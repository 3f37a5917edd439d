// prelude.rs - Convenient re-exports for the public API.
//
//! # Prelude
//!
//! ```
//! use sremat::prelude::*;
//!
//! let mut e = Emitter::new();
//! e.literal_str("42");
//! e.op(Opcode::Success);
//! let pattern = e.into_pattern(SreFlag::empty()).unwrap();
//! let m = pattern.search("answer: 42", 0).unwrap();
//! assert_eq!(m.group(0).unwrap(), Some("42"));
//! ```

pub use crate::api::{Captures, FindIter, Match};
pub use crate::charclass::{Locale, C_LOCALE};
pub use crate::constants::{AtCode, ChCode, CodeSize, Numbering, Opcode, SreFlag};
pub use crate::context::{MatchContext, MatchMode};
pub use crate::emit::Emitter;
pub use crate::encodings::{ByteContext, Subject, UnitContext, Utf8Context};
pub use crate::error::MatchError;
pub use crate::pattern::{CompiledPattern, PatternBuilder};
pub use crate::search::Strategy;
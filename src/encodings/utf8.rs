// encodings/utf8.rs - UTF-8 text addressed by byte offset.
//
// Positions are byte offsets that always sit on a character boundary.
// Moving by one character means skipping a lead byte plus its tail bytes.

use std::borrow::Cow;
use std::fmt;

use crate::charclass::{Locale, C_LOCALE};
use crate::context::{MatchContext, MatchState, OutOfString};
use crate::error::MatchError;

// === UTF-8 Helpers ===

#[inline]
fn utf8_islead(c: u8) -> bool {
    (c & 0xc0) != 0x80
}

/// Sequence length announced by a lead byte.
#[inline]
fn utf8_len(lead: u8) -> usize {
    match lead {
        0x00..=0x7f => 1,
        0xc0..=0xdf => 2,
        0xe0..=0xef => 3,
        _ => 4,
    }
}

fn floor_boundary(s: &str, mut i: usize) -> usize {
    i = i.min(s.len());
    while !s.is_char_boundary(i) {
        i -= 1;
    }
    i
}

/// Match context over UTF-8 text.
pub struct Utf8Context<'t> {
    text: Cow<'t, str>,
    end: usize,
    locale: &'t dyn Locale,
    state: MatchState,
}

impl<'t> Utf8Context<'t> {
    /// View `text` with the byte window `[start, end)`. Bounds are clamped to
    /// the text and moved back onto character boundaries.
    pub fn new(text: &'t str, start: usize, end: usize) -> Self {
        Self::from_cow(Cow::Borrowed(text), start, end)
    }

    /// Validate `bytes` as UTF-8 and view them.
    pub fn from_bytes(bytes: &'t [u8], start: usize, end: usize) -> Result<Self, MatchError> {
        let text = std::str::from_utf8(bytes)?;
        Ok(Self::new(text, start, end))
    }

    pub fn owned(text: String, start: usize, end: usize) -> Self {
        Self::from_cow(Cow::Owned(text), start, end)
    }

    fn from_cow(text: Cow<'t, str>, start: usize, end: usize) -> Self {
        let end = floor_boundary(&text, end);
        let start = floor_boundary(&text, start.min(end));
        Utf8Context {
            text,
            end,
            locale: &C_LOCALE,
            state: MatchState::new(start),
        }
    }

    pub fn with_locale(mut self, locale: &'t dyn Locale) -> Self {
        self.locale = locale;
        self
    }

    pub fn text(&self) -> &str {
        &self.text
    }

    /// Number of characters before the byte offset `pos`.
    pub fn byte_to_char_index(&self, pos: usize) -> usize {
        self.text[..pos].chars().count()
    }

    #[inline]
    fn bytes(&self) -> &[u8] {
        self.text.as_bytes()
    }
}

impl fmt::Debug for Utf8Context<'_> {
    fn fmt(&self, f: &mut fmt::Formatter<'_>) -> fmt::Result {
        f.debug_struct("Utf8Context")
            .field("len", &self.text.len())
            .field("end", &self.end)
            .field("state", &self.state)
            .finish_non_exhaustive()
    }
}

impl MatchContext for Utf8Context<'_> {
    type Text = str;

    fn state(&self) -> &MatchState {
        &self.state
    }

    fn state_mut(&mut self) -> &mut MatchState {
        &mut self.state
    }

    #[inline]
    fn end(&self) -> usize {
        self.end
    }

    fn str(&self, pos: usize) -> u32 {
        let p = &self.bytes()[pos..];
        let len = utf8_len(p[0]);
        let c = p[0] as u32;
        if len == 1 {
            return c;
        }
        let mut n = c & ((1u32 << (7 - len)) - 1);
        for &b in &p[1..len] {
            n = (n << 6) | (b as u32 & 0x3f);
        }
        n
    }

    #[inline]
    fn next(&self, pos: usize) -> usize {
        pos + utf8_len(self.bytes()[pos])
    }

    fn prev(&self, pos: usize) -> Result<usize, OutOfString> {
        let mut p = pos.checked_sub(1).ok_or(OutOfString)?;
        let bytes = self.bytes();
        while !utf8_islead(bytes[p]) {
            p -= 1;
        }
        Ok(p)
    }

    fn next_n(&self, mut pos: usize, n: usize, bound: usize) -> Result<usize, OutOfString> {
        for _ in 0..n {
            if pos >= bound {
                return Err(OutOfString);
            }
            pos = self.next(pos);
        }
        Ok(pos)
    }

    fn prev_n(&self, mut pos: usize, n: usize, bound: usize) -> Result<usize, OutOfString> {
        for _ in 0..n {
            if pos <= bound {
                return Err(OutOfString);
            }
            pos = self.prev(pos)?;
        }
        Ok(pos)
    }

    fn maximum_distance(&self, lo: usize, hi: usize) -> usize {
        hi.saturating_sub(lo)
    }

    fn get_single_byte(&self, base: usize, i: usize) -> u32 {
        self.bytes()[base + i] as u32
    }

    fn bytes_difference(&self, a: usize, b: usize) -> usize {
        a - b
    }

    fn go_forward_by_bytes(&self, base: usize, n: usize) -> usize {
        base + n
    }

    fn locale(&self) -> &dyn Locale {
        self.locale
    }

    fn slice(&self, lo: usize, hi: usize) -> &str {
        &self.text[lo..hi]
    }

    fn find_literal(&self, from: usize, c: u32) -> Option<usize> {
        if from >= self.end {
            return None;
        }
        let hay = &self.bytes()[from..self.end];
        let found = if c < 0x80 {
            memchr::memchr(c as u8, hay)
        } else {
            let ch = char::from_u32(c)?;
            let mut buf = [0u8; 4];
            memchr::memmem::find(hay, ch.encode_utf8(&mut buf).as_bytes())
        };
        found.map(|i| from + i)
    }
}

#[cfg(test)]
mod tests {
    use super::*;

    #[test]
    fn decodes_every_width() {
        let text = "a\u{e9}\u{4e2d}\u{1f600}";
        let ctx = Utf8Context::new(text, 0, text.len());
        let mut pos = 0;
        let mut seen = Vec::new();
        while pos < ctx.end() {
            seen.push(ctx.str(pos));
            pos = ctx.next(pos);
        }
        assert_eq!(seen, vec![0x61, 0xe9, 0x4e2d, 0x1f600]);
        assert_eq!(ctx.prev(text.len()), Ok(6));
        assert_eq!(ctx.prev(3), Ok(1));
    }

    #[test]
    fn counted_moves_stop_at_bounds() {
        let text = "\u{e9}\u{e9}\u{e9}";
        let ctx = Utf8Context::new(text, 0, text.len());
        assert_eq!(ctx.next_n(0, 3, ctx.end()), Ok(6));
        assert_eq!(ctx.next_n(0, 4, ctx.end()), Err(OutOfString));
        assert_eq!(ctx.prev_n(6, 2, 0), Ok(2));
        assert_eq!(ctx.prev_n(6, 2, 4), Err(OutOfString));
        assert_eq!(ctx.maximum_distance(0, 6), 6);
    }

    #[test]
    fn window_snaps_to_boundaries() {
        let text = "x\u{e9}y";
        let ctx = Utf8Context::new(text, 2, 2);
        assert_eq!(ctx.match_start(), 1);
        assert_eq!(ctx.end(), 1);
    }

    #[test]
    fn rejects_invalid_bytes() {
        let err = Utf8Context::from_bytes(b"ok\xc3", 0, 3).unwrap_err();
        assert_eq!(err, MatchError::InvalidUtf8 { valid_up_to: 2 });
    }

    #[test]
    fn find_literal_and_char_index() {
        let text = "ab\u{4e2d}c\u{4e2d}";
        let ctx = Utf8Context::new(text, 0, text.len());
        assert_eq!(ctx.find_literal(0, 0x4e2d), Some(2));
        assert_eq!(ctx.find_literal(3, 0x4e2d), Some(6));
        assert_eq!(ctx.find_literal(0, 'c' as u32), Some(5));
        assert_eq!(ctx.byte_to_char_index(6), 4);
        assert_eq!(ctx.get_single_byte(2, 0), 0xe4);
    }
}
****************
## Work to be completed
Report each line of the records that holds the word "MatchState".

## Response to the exercise
use crate::context::{MatchContext, MatchState, OutOfString};
    state: MatchState,
            state: MatchState::new(start),
    fn state(&self) -> &MatchState {
    fn state_mut(&mut self) -> &mut MatchState {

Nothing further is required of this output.